2:47 PM, May 7th, 2010…tensed emotions…slowly the door opens, the doctor calls for the first time – “The Father” and I’m already breaking down…the nurse holds her up and the doctor says – “You have a girl…” The first thing I do holding back my emotions, I say the Almighty’s name in her ears…blessing her and feeling blessed…she is kicking about, feeling uncomfortable, losing the warmth of the embryo…Amritha! Amritha! I keep saying to myself…rush to my wife; she is still under anaesthetic effects, grip her hands…words don’t escape us, but we understand each other perfectly well; a kiss on her forehead, and the gynaecologist chases me out…spend a few very joyous moments with my brother and father…secretly we know amma has returned!! I’m rushing behind the nurse with my daughter who gives her a wash, puts a small tag on her hand with “B/O Sowmya”…my wait extends a bit longer as she carries the baby to the ward where her mother is waiting…then a moment everyone waits for…Amritha is handed over to me…it doesn’t matter if you’ve held a baby or not your entire life, at that moment you will; like a pre-programmed mechanism you will gently nurse the baby in your arms…and secretly a tear escapes me…

This entire sequence of events I have been closing my eyes and playing everyday since that wonderful day; just so that I don’t forget the amazing feeling of becoming a father…such powerful, strong emotions…even now as I blog about it…every father will know and connect to this…if I could freeze time that one moment when the doctor said – “The father”, and I see Amritha!!! These are the moments, events that make up life…give meaning to everything that you’ve put into life, a purpose to everything that you’ve put into life…

Amritha will be two years old in a short time from now; time puts forth its very fundamental lesson – “I don’t wait for anyone or anything”

I try to keep reminding myself of the times when the nappies were changed at night, of the cries, of the first times she experienced everything – of her first winter, of her first summer, of her first fall, of her first syllables, her first laughs, of her first smiles, her first steps…her first attempts at calling me “Appa” and Sowmya, “Amma”…every moment has been a magical one…Babies, children always manage to do that…with all their innocence and unconditional love, they make you feel blessed…

Now she speaks fluently, conveys things, has her perspective of things, leaves me surprised at times with the things she does and sometimes doesn’t…she’ll suddenly come running hold both my legs, hug me tight…asks me to carry her and hugs me tight and says Appa, pats me on the cheeks and smiles…sometimes there’s a wave of emotions gushing down…” so much love?”, i ask myself…there just needs to be a fraction of this love in all of us, the world will be a much better place…

There are over a thousand photos of her, a sizeable amount of video footage and a few audio clips…what is missing is an emotion recorded…where I can record mine and show them to Amritha…how lucky me and Sowmya are to have we…God bless Amritha, God bless all…

Unfolding of a father – daughter relationship

8 Aug

This i blog as i sit beside my daughter, who is sleeping for a while now at ease and at peace; it’s been over a year since she entered our lives and changed it for the better and for the rest of our lives.

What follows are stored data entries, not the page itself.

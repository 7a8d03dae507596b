use crate::ast::Node;

/// A parsed source document: one `@app` header plus the raw contents of
/// every declared block.
///
/// This is the direct output of [`crate::parse`]. Block records are kept
/// close to their source shape; semantic resolution (CRUD expansion,
/// handler injection, relation graphs) happens in the context extractor.
#[derive(Debug, Clone, Default, PartialEq)]
pub struct App {
    pub name: String,
    pub state: Vec<StateField>,
    pub style: Vec<StyleProp>,
    pub persistence: Option<PersistenceDecl>,
    pub hooks: Vec<HookDecl>,
    pub auth: Option<AuthDecl>,
    pub models: Vec<ModelDecl>,
    pub api_routes: Vec<RouteDecl>,
    pub webhooks: Vec<WebhookDecl>,
    pub crons: Vec<NamedValue>,
    pub queues: Vec<NamedValue>,
    pub emails: Vec<NamedValue>,
    pub env: Vec<String>,
    pub deploy: Vec<NamedValue>,
    pub handlers: Vec<HandlerDecl>,
    pub ui: Vec<Node>,
}

impl App {
    pub fn new(name: &str) -> Self {
        App {
            name: name.to_string(),
            ..App::default()
        }
    }
}

/// One `name: type` line in the `@state` block.
#[derive(Debug, Clone, PartialEq)]
pub struct StateField {
    pub name: String,
    pub ty: String,
}

/// One `key: value` line in the `@style` block.
#[derive(Debug, Clone, PartialEq)]
pub struct StyleProp {
    pub key: String,
    pub value: String,
}

/// `@persist` declaration: a storage mechanism plus the state keys it
/// covers.
///
/// # Example
/// ```text
/// @persist
///   localstorage: todos, filter
/// ```
#[derive(Debug, Clone, PartialEq)]
pub struct PersistenceDecl {
    pub mechanism: String,
    pub keys: Vec<String>,
}

/// One `trigger > target` line in the `@hooks` block.
#[derive(Debug, Clone, PartialEq)]
pub struct HookDecl {
    pub trigger: String,
    pub target: String,
}

/// `@auth` declaration.
#[derive(Debug, Clone, Default, PartialEq)]
pub struct AuthDecl {
    pub required: bool,
    /// Pages declared `public:` that render outside the session guard.
    pub public_pages: Vec<String>,
}

/// One model body in the `@db` block.
///
/// # Example
/// ```text
/// Todo {
///   id: int: primary: auto
///   text: str: required
///   done: bool
/// }
/// ```
#[derive(Debug, Clone, PartialEq)]
pub struct ModelDecl {
    pub name: String,
    pub fields: Vec<FieldDecl>,
}

/// One field line in a model body.
#[derive(Debug, Clone, PartialEq)]
pub struct FieldDecl {
    pub name: String,
    pub ty: String,
    /// Target model for `ref Model` / `many Model` fields.
    pub relation: Option<String>,
    /// Enum variants for `enum(a, b, c)` fields.
    pub variants: Vec<String>,
    pub primary: bool,
    pub auto: bool,
    pub required: bool,
    pub optional: bool,
    pub unique: bool,
}

impl FieldDecl {
    pub fn new(name: &str, ty: &str) -> Self {
        FieldDecl {
            name: name.to_string(),
            ty: ty.to_string(),
            relation: None,
            variants: Vec::new(),
            primary: false,
            auto: false,
            required: false,
            optional: false,
            unique: false,
        }
    }
}

/// One route line in the `@api` block, before CRUD expansion.
///
/// # Examples
/// ```text
/// GET:/stats>~db.Todo.aggregate
/// CRUD:/todos>~db.Todo
/// POST:/contact
/// ```
#[derive(Debug, Clone, PartialEq)]
pub struct RouteDecl {
    /// `GET`, `POST`, `PUT`, `DELETE`, or the `CRUD` shorthand.
    pub method: String,
    pub path: String,
    /// Raw target string, e.g. `~db.Todo.create`.
    pub target: Option<String>,
}

/// One `name: /path > target` line in the `@webhooks` block.
#[derive(Debug, Clone, PartialEq)]
pub struct WebhookDecl {
    pub name: String,
    pub path: String,
    pub target: Option<String>,
}

/// A bare `key: value` declaration (cron, queue, email, deploy).
#[derive(Debug, Clone, PartialEq)]
pub struct NamedValue {
    pub key: String,
    pub value: String,
}

/// One handler contract in the `@handlers` block.
///
/// # Examples
/// ```text
/// checkout(cartId: str) > ~db.Order.create
/// notifySlack(message: str)
/// ```
#[derive(Debug, Clone, PartialEq)]
pub struct HandlerDecl {
    pub name: String,
    pub params: Vec<ParamDecl>,
    /// Executable target (`~db.Model.op`), if declared. Contracts with
    /// no target still become routes, but get a scaffold response.
    pub target: Option<String>,
}

/// One typed parameter of a handler contract.
#[derive(Debug, Clone, PartialEq)]
pub struct ParamDecl {
    pub name: String,
    pub ty: String,
}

Every day since the day she was born, I have been thanking my good fortune for her arrival. Blessed are we to have a daughter like her and i know there couldn’t be one better – this i have realized the day she was born and this i will remember forever.

In a year she has taught me a thing too many; first and foremost patience and that too lots of it. There are certain things that need to go at their own pace and she will be one of them; there’s no point rushing with it and flowing with her pace will only make the journey all the more enjoyable. The times that she is unwell, the times that she is disturbed, all that she demands is tender loving care and nothing material. In our journey of life, as we grow older we lose this innocence and our desires turn materialistic when all that we are basically looking for is forgotten – love. She has taught me that and for reasons like this i am thankful for having a baby. She won’t need anything, just needs me to carry her sing her a song or two and she will be in pure bliss. Our lives have been way too complicated when compared to this; it’s never so simple, it’s always the next best thing in the market that we are looking for – also the case with me…slowly i see this changing and i know its for good…

When i first carried her over a year ago the joy was inexpressible, a joy only a father can have…it’s a relationship like no other; it has a divine touch and she’s as good as any angel can be…every time her tiny hands reach out for me, every time there is a voice calling out for me, it’s as though a special blessing has been granted on me…all those nights when she cries out of pain and discomfort and you put her to sleep, you will find the most innocent, most delicate pairs of hands yearning for you…

Now that she has begun calling me “Appa” its all the more better; it’s one of the first things i get to hear every morning and that pretty much makes my day…she loves licking some coffee off my cup everyday morning and i in return get a hug and a kiss from her; that is all i want…what i experience every moment of this is pure, innocent, unquestioning love; isn’t that what we all finally crave for, what the heart wants? She lights up every day of mine when i return from work…she and my wife smiling and waiting for me and no matter how tough the day has been, this sight offers me redemption from that…

From deep within my heart i hope these are just beginnings to a new journey; i have savored every moment of life’s journey my dad, my mom, my brother, my friends, my wife they have all been wonderful ingredients in the dish life dished out and my daughter now is that wonderful seasoning adding extra flavor and zing to it!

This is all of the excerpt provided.